A New York real estate developer was charged with felony assault after police said he hit a woman with his car during a pro-Palestinian demonstration led by students connected to the Columbia University protest movement, the AP reports. Reuven Kahane, 57, was arrested Tuesday morning after driving his car into a 55-year-old safety marshal for the protest, according to witnesses and an NYPD spokesperson. The woman, who was treated at a hospital for minor injuries, was also arrested, but charges of criminal mischief against her and another demonstrator were dropped Wednesday by the Manhattan district attorney. Kahane was released from custody while he awaits trial.
Kahane is related to Rabbi Meir Kahane, the Brooklyn-born founder of the Jewish Defense League, a group that advocated for the removal of Arabs from Israel and orchestrated a string of violent attacks in the US and abroad. Kahane's political party was banned from the Israeli parliament in the 1980s, and the US classified the Jewish Defense League as a terrorist group. He was assassinated in New York in 1990. On Wednesday afternoon, Reuven Kahane, who lives in the Manhattan neighborhood where the protest took place, said he had no link to the Jewish Defense League. Police said the arrest followed a verbal dispute started by protesters involved in the demonstration. The vehicle moved during the confrontation, police said, but Kahane is not accused of trying to mow down a group of protesters.

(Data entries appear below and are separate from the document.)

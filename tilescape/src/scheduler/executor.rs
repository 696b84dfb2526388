//! Serialized render-job execution.
//!
//! One loop instance at a time drains the job list: pop the nearest job,
//! rasterize it on a blocking worker, store the result in the memory tier,
//! request a repaint, continue. A compare-and-set on an atomic flag
//! guarantees at most one active loop; a pause flag is checked before the
//! loop starts and at every iteration boundary.

use std::sync::atomic::{AtomicBool, Ordering};
use std::sync::Arc;
use std::time::Duration;

use tracing::{debug, warn};

use crate::cache::MemoryCache;
use crate::tile::TileRenderer;

use super::jobs::{JobList, RenderJob};
use super::RedrawNotifier;

/// Default bound on one rasterize-and-store round trip.
pub const DEFAULT_JOB_TIMEOUT: Duration = Duration::from_secs(30);

/// The singleton job-execution loop.
pub struct RenderLoop {
    jobs: Arc<JobList>,
    renderer: Arc<dyn TileRenderer>,
    memory: Arc<MemoryCache>,
    notifier: Arc<dyn RedrawNotifier>,
    paused: Arc<AtomicBool>,
    running: AtomicBool,
    job_timeout: Duration,
}

impl RenderLoop {
    /// Create the loop. `paused` is shared with the owning engine so the
    /// gate and the loop observe the same flag.
    pub fn new(
        jobs: Arc<JobList>,
        renderer: Arc<dyn TileRenderer>,
        memory: Arc<MemoryCache>,
        notifier: Arc<dyn RedrawNotifier>,
        paused: Arc<AtomicBool>,
        job_timeout: Duration,
    ) -> Self {
        Self {
            jobs,
            renderer,
            memory,
            notifier,
            paused,
            running: AtomicBool::new(false),
            job_timeout,
        }
    }

    /// Start draining the job list unless paused or already draining.
    ///
    /// The drain runs as a background task, never on the caller's thread.
    /// A re-entrant trigger while a loop instance is active is a no-op;
    /// once the loop exits it can be started again. Must be called from
    /// within a Tokio runtime.
    pub fn execute(self: &Arc<Self>) {
        if self.paused.load(Ordering::SeqCst) {
            return;
        }
        if self
            .running
            .compare_exchange(false, true, Ordering::SeqCst, Ordering::SeqCst)
            .is_err()
        {
            return;
        }

        let this = Arc::clone(self);
        tokio::spawn(async move {
            this.drain().await;
            this.running.store(false, Ordering::SeqCst);
        });
    }

    /// Whether a loop instance is currently active.
    pub fn is_running(&self) -> bool {
        self.running.load(Ordering::SeqCst)
    }

    async fn drain(&self) {
        while !self.paused.load(Ordering::SeqCst) {
            let Some(job) = self.jobs.pop() else { break };
            self.run_job(job).await;
        }
    }

    /// One rasterize-and-store round trip, bounded by the job timeout.
    /// Failures are isolated to the job.
    async fn run_job(&self, job: RenderJob) {
        let renderer = Arc::clone(&self.renderer);
        let key = job.key;
        let render = tokio::task::spawn_blocking(move || renderer.render(&key));

        match tokio::time::timeout(self.job_timeout, render).await {
            Ok(Ok(Ok(bitmap))) => {
                self.memory.put(key, Arc::new(bitmap));
                debug!(tile = %key.coord, "tile rendered");
                self.notifier.request_redraw();
            }
            Ok(Ok(Err(e))) => {
                warn!(tile = %key.coord, error = %e, "tile rasterization failed");
            }
            Ok(Err(e)) => {
                warn!(tile = %key.coord, error = %e, "render worker failed");
            }
            Err(_) => {
                warn!(
                    tile = %key.coord,
                    timeout_secs = self.job_timeout.as_secs(),
                    "tile rasterization timed out; result will be discarded"
                );
            }
        }
    }
}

Several students at the scene disputed the NYPD's version of events. They said they were leaving the home of a university trustee, where they had spent the morning picketing and passing out flyers, when Kahane began heckling the protest from inside his car. They said Kahane tried to drive through a crosswalk where the protesters were walking in a group, prompting one of the volunteer safety marshals, Maryellen Novak, to step in front of the vehicle to block its path. "I saw her put her hands on the hood of the car trying to stop it," said Ava Garcia, one of the protesters. "The car kept moving, and she was pushed to the hood of the car because it was accelerating. It was only when she fell to the ground that the car stopped."